Rejuvenating Slotervaart
Now he is trying his hand at politics. His goal is to restore quality of life to the Slotervaart district, which is run down and has fallen into disrepute. "Of course there are citizens who see me as a threat," says Marcouch, "both among Dutch residents and among immigrants. They have wished terrible diseases on me and called me a traitor." However, he says, he has also received plenty of compliments. Many Muslims are proud of him; he gives them a feeling of belonging.
With his dynamic manner, firm handshake, his assertive look, and dark, scrutinizing eyes, there is no doubt that Marcouch is nobody's fool, as the young Moroccan criminals he used to deal with as a policeman soon discovered. Together with six other Muslim police officers he was given the task of re-establishing the contact with the Muslim population that his colleagues had completely lost.
Help from an "anti-radicalization expert"
Marcouch forged personal links not just with many of these youths, but also with their parents. Now as then he believes in dialogue with parents and imams: "Imams and parents play a key role. They must learn to take responsibility. It's already very late and it will still take decades to sort this community out, but imams and parents have to show young Muslims the way. This will stop them being poisoned by hatred."

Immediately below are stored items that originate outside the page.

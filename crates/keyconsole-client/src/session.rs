//! Session context holding the persisted bearer token
//!
//! The token lives in a [`TokenStore`] and is read again on every request,
//! so a token written by another process (or a later login) takes effect on
//! the very next call.

use crate::error::{ClientError, ClientResult};
use keyconsole_core::{SessionConfig, TokenStoreKind};
use parking_lot::RwLock;
use serde_json::{Map, Value};
use std::fmt;
use std::path::{Path, PathBuf};
use std::sync::Arc;
use tracing::{debug, info};

/// Persistent key/value storage for the bearer token
pub trait TokenStore: Send + Sync + fmt::Debug {
    /// Read the current token, `None` when logged out
    fn load(&self) -> ClientResult<Option<String>>;

    /// Persist a token, replacing any previous one
    fn store(&self, token: &str) -> ClientResult<()>;

    /// Remove the token
    fn clear(&self) -> ClientResult<()>;
}

/// Token store that lives only as long as the process
#[derive(Default)]
pub struct MemoryTokenStore {
    token: RwLock<Option<String>>,
}

impl MemoryTokenStore {
    /// Create an empty store
    pub fn new() -> Self {
        Self::default()
    }
}

impl fmt::Debug for MemoryTokenStore {
    fn fmt(&self, f: &mut fmt::Formatter<'_>) -> fmt::Result {
        f.debug_struct("MemoryTokenStore")
            .field("has_token", &self.token.read().is_some())
            .finish()
    }
}

impl TokenStore for MemoryTokenStore {
    fn load(&self) -> ClientResult<Option<String>> {
        Ok(self.token.read().clone())
    }

    fn store(&self, token: &str) -> ClientResult<()> {
        *self.token.write() = Some(token.to_string());
        Ok(())
    }

    fn clear(&self) -> ClientResult<()> {
        *self.token.write() = None;
        Ok(())
    }
}

/// Token store backed by a JSON object on disk, the token kept under a fixed key
#[derive(Debug, Clone)]
pub struct FileTokenStore {
    path: PathBuf,
    key: String,
}

impl FileTokenStore {
    /// Create a store for `path`, using `key` as the entry name
    pub fn new(path: impl Into<PathBuf>, key: impl Into<String>) -> Self {
        Self {
            path: path.into(),
            key: key.into(),
        }
    }

    /// Location of the backing file
    pub fn path(&self) -> &Path {
        &self.path
    }

    fn read_entries(&self) -> ClientResult<Map<String, Value>> {
        let contents = match std::fs::read_to_string(&self.path) {
            Ok(contents) => contents,
            Err(e) if e.kind() == std::io::ErrorKind::NotFound => return Ok(Map::new()),
            Err(e) => {
                return Err(ClientError::session(format!(
                    "failed to read {}: {e}",
                    self.path.display()
                )));
            }
        };

        if contents.trim().is_empty() {
            return Ok(Map::new());
        }

        serde_json::from_str(&contents).map_err(|e| {
            ClientError::session(format!("corrupt session file {}: {e}", self.path.display()))
        })
    }

    fn write_entries(&self, entries: &Map<String, Value>) -> ClientResult<()> {
        if let Some(parent) = self.path.parent().filter(|p| !p.as_os_str().is_empty()) {
            std::fs::create_dir_all(parent).map_err(|e| {
                ClientError::session(format!("failed to create {}: {e}", parent.display()))
            })?;
        }

        let body = serde_json::to_string_pretty(entries)
            .map_err(|e| ClientError::session(e.to_string()))?;
        let staging = self.path.with_extension("json.tmp");
        write_private(&staging, body.as_bytes())
            .and_then(|()| std::fs::rename(&staging, &self.path))
            .map_err(|e| {
                ClientError::session(format!("failed to write {}: {e}", self.path.display()))
            })
    }
}

/// Write `contents` to a fresh file readable by the owner only
fn write_private(path: &Path, contents: &[u8]) -> std::io::Result<()> {
    use std::io::Write;

    let mut options = std::fs::OpenOptions::new();
    options.write(true).create(true).truncate(true);
    #[cfg(unix)]
    {
        use std::os::unix::fs::OpenOptionsExt;
        options.mode(0o600);
    }

    // a leftover staging file keeps its old mode
    let _ = std::fs::remove_file(path);
    let mut file = options.open(path)?;
    file.write_all(contents)?;
    file.sync_all()
}

impl TokenStore for FileTokenStore {
    fn load(&self) -> ClientResult<Option<String>> {
        let entries = self.read_entries()?;
        Ok(entries
            .get(&self.key)
            .and_then(Value::as_str)
            .filter(|token| !token.is_empty())
            .map(ToString::to_string))
    }

    fn store(&self, token: &str) -> ClientResult<()> {
        let mut entries = self.read_entries()?;
        entries.insert(self.key.clone(), Value::String(token.to_string()));
        self.write_entries(&entries)
    }

    fn clear(&self) -> ClientResult<()> {
        let mut entries = self.read_entries()?;
        if entries.remove(&self.key).is_some() {
            self.write_entries(&entries)?;
        }
        Ok(())
    }
}

/// Process-wide session context handed to the HTTP client
#[derive(Debug, Clone)]
pub struct Session {
    store: Arc<dyn TokenStore>,
}

impl Session {
    /// Wrap a token store
    pub fn new(store: Arc<dyn TokenStore>) -> Self {
        Self { store }
    }

    /// Session kept in memory only
    pub fn in_memory() -> Self {
        Self::new(Arc::new(MemoryTokenStore::new()))
    }

    /// Build the session store described by the configuration
    pub fn from_config(config: &SessionConfig) -> ClientResult<Self> {
        match config.store {
            TokenStoreKind::Memory => Ok(Self::in_memory()),
            TokenStoreKind::File => {
                let path = config.resolved_path()?;
                debug!(path = %path.display(), "using file session store");
                Ok(Self::new(Arc::new(FileTokenStore::new(
                    path,
                    config.token_key.clone(),
                ))))
            }
        }
    }

    /// Read the token afresh from the store
    pub fn token(&self) -> ClientResult<Option<String>> {
        self.store.load()
    }

    /// Read the token, failing with [`ClientError::MissingToken`] when absent
    pub fn require_token(&self) -> ClientResult<String> {
        self.token()?.ok_or(ClientError::MissingToken)
    }

    /// Whether a token is currently stored
    pub fn is_authenticated(&self) -> bool {
        matches!(self.token(), Ok(Some(_)))
    }

    /// Start a session with a freshly issued token
    pub fn login(&self, token: &str) -> ClientResult<()> {
        if token.trim().is_empty() {
            return Err(ClientError::invalid_request("empty access token"));
        }
        self.store.store(token)?;
        info!("session started");
        Ok(())
    }

    /// End the session, forgetting the token
    pub fn logout(&self) -> ClientResult<()> {
        self.store.clear()?;
        info!("session cleared");
        Ok(())
    }
}

#[cfg(test)]
#[allow(clippy::unwrap_used)]
mod tests {
    use super::*;
    use pretty_assertions::assert_eq;

    #[test]
    fn test_memory_session_lifecycle() {
        let session = Session::in_memory();
        assert!(!session.is_authenticated());
        assert!(matches!(
            session.require_token(),
            Err(ClientError::MissingToken)
        ));

        session.login("tok-1").unwrap();
        assert_eq!(session.require_token().unwrap(), "tok-1");

        session.logout().unwrap();
        assert_eq!(session.token().unwrap(), None);
    }

    #[test]
    fn test_login_rejects_blank_token() {
        let session = Session::in_memory();
        assert!(session.login("   ").is_err());
        assert!(!session.is_authenticated());
    }

    #[test]
    fn test_file_store_keeps_other_entries() {
        let dir = tempfile::tempdir().unwrap();
        let path = dir.path().join("nested").join("session.json");
        std::fs::create_dir_all(path.parent().unwrap()).unwrap();
        std::fs::write(&path, r#"{"theme":"dark"}"#).unwrap();

        let store = FileTokenStore::new(&path, "access_token");
        store.store("tok-2").unwrap();
        assert_eq!(store.load().unwrap().as_deref(), Some("tok-2"));

        let raw: Map<String, Value> =
            serde_json::from_str(&std::fs::read_to_string(&path).unwrap()).unwrap();
        assert_eq!(raw.get("theme"), Some(&Value::String("dark".to_string())));

        store.clear().unwrap();
        assert_eq!(store.load().unwrap(), None);
        let raw: Map<String, Value> =
            serde_json::from_str(&std::fs::read_to_string(&path).unwrap()).unwrap();
        assert!(raw.contains_key("theme"));
    }

    #[cfg(unix)]
    #[test]
    fn test_file_store_is_owner_only() {
        use std::os::unix::fs::PermissionsExt;

        let dir = tempfile::tempdir().unwrap();
        let path = dir.path().join("session.json");
        std::fs::write(&path, "{}").unwrap();
        std::fs::set_permissions(&path, std::fs::Permissions::from_mode(0o644)).unwrap();

        FileTokenStore::new(&path, "access_token").store("secret").unwrap();

        let mode = std::fs::metadata(&path).unwrap().permissions().mode();
        assert_eq!(mode & 0o777, 0o600);
    }

    #[test]
    fn test_file_store_missing_file_means_logged_out() {
        let dir = tempfile::tempdir().unwrap();
        let store = FileTokenStore::new(dir.path().join("absent.json"), "access_token");
        assert_eq!(store.load().unwrap(), None);
        store.clear().unwrap();
    }

    #[test]
    fn test_file_store_reports_corruption() {
        let dir = tempfile::tempdir().unwrap();
        let path = dir.path().join("session.json");
        std::fs::write(&path, "not json").unwrap();

        let store = FileTokenStore::new(&path, "access_token");
        assert!(matches!(store.load(), Err(ClientError::Session { .. })));
    }

    #[test]
    fn test_token_rotation_is_seen_on_next_read() {
        let dir = tempfile::tempdir().unwrap();
        let path = dir.path().join("session.json");
        let session = Session::new(Arc::new(FileTokenStore::new(&path, "access_token")));
        session.login("old").unwrap();

        // another writer rotates the token behind the session's back
        FileTokenStore::new(&path, "access_token")
            .store("new")
            .unwrap();

        assert_eq!(session.require_token().unwrap(), "new");
    }
}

In order to protect them from Islamist fundamentalists, Slotervaart has become the first Dutch municipality to employ a so-called anti-radicalization professional, an expert on Islam who functions as a mediator between Muslim citizens and the authorities.
The expert educates social workers and attempts to break down taboos so that Muslim citizens feel able to talk to Dutch social authorities about their problems. Thanks to this expert, the imam in the Slotervaart mosque now preaches in Dutch.
The need for decent schools
The same mosque also hosts discussions for young Muslims to which Christians are invited. The hope is that these discussions will help young Muslims to learn to think independently and engage in debate. "Then they will no longer be an easy target for radical fundamentalists," says the mayor, "and young Muslims in Slotervaart will grow up to be Dutch Muslims."
But Marcouch is adamant that the council must do its homework too. This means tackling seemingly banal things like providing an adequate rubbish-collection system. Since he became mayor, broken streetlamps and rubbish bins have been repaired immediately. He has also invested in a programme of urban regeneration; whole streets are currently being restored.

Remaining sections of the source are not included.